_The problem:_
The count of lines below that include the string "impl" is the whole answer.

_Data to process:_

■ ■ ■ ■ ■ ■ ■

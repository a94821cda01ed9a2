//! Option values before and after coercion.

use std::fmt;

use indexmap::IndexMap;
use serde::{Deserialize, Serialize};

/// A value bound to a flag name before coercion.
///
/// The tokenizer does not know option types, so it records only what the
/// command line literally said.
#[derive(Debug, Clone, PartialEq, Eq)]
pub enum RawValue {
    /// The flag appeared with no attached value.
    Present,
    /// The flag was given in its `--no-<name>` form.
    Negated,
    /// The flag, or an environment variable, carried text.
    Text(String),
}

impl From<String> for RawValue {
    fn from(s: String) -> Self {
        RawValue::Text(s)
    }
}

impl From<&str> for RawValue {
    fn from(s: &str) -> Self {
        RawValue::Text(s.to_string())
    }
}

/// A coerced option value as handlers receive it.
///
/// Serializes untagged, so a bag renders as plain JSON (`{"verbose": true}`).
#[derive(Debug, Clone, PartialEq, Eq, Serialize, Deserialize)]
#[serde(untagged)]
pub enum OptionValue {
    Bool(bool),
    Str(String),
}

impl OptionValue {
    pub fn as_str(&self) -> Option<&str> {
        match self {
            OptionValue::Str(s) => Some(s),
            OptionValue::Bool(_) => None,
        }
    }

    pub fn as_bool(&self) -> Option<bool> {
        match self {
            OptionValue::Bool(b) => Some(*b),
            OptionValue::Str(_) => None,
        }
    }

    /// `true` for `Bool(true)` and non-empty strings.
    pub fn is_truthy(&self) -> bool {
        match self {
            OptionValue::Bool(b) => *b,
            OptionValue::Str(s) => !s.is_empty(),
        }
    }
}

impl fmt::Display for OptionValue {
    fn fmt(&self, f: &mut fmt::Formatter<'_>) -> fmt::Result {
        match self {
            OptionValue::Bool(b) => write!(f, "{}", b),
            OptionValue::Str(s) => f.write_str(s),
        }
    }
}

impl From<bool> for OptionValue {
    fn from(b: bool) -> Self {
        OptionValue::Bool(b)
    }
}

impl From<&str> for OptionValue {
    fn from(s: &str) -> Self {
        OptionValue::Str(s.to_string())
    }
}

impl From<String> for OptionValue {
    fn from(s: String) -> Self {
        OptionValue::Str(s)
    }
}

/// Coerced options keyed by camelCase name, in catalog order.
///
/// Options that resolved to nothing are absent rather than stored as an
/// empty marker.
///
/// ```
/// use stanza_input::{OptionBag, OptionValue};
///
/// let mut bag = OptionBag::new();
/// bag.insert("name", "Ada");
/// bag.insert("verbose", true);
///
/// assert_eq!(bag.get_str("name"), Some("Ada"));
/// assert!(bag.flag("verbose"));
/// assert!(!bag.flag("quiet"));
/// ```
#[derive(Debug, Clone, Default, PartialEq, Eq, Serialize, Deserialize)]
#[serde(transparent)]
pub struct OptionBag(IndexMap<String, OptionValue>);

impl OptionBag {
    pub fn new() -> Self {
        Self::default()
    }

    /// Inserts a value, replacing any previous one in place.
    pub fn insert(&mut self, name: impl Into<String>, value: impl Into<OptionValue>) {
        self.0.insert(name.into(), value.into());
    }

    pub fn get(&self, name: &str) -> Option<&OptionValue> {
        self.0.get(name)
    }

    /// Returns the string value of an option, if it resolved to one.
    pub fn get_str(&self, name: &str) -> Option<&str> {
        self.get(name).and_then(OptionValue::as_str)
    }

    /// Returns the boolean value of an option, `false` when absent.
    pub fn flag(&self, name: &str) -> bool {
        self.get(name).and_then(OptionValue::as_bool).unwrap_or(false)
    }

    pub fn contains(&self, name: &str) -> bool {
        self.0.contains_key(name)
    }

    pub fn remove(&mut self, name: &str) -> Option<OptionValue> {
        self.0.shift_remove(name)
    }

    pub fn len(&self) -> usize {
        self.0.len()
    }

    pub fn is_empty(&self) -> bool {
        self.0.is_empty()
    }

    pub fn iter(&self) -> impl Iterator<Item = (&str, &OptionValue)> {
        self.0.iter().map(|(k, v)| (k.as_str(), v))
    }

    pub fn names(&self) -> impl Iterator<Item = &str> {
        self.0.keys().map(String::as_str)
    }

    /// Returns a copy without the named entries, preserving order.
    pub fn without(&self, names: &[&str]) -> Self {
        self.0
            .iter()
            .filter(|(k, _)| !names.contains(&k.as_str()))
            .map(|(k, v)| (k.clone(), v.clone()))
            .collect()
    }
}

impl FromIterator<(String, OptionValue)> for OptionBag {
    fn from_iter<I: IntoIterator<Item = (String, OptionValue)>>(iter: I) -> Self {
        Self(iter.into_iter().collect())
    }
}

#[cfg(test)]
mod tests {
    use super::*;
    use serde_json::json;

    #[test]
    fn option_value_truthiness() {
        assert!(OptionValue::Bool(true).is_truthy());
        assert!(!OptionValue::Bool(false).is_truthy());
        assert!(OptionValue::from("x").is_truthy());
        assert!(!OptionValue::from("").is_truthy());
    }

    #[test]
    fn option_value_display() {
        assert_eq!(OptionValue::Bool(true).to_string(), "true");
        assert_eq!(OptionValue::from("buff").to_string(), "buff");
    }

    #[test]
    fn bag_serializes_as_plain_object() {
        let mut bag = OptionBag::new();
        bag.insert("foo", "bar");
        bag.insert("verbose", false);
        assert_eq!(
            serde_json::to_value(&bag).unwrap(),
            json!({"foo": "bar", "verbose": false})
        );
    }

    #[test]
    fn bag_without_preserves_order() {
        let mut bag = OptionBag::new();
        bag.insert("a", "1");
        bag.insert("help", false);
        bag.insert("b", true);

        let trimmed = bag.without(&["help"]);
        assert_eq!(trimmed.names().collect::<Vec<_>>(), vec!["a", "b"]);
        assert!(bag.contains("help"));
    }

    #[test]
    fn bag_accessors_respect_types() {
        let mut bag = OptionBag::new();
        bag.insert("name", "Ada");
        bag.insert("force", true);

        assert_eq!(bag.get_str("force"), None);
        assert!(!bag.flag("name"));
        assert!(bag.flag("force"));
        assert_eq!(bag.remove("force"), Some(OptionValue::Bool(true)));
        assert_eq!(bag.len(), 1);
    }
}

■ ■ ■ ■ ■ ■ ■

_Solution to this task:_
12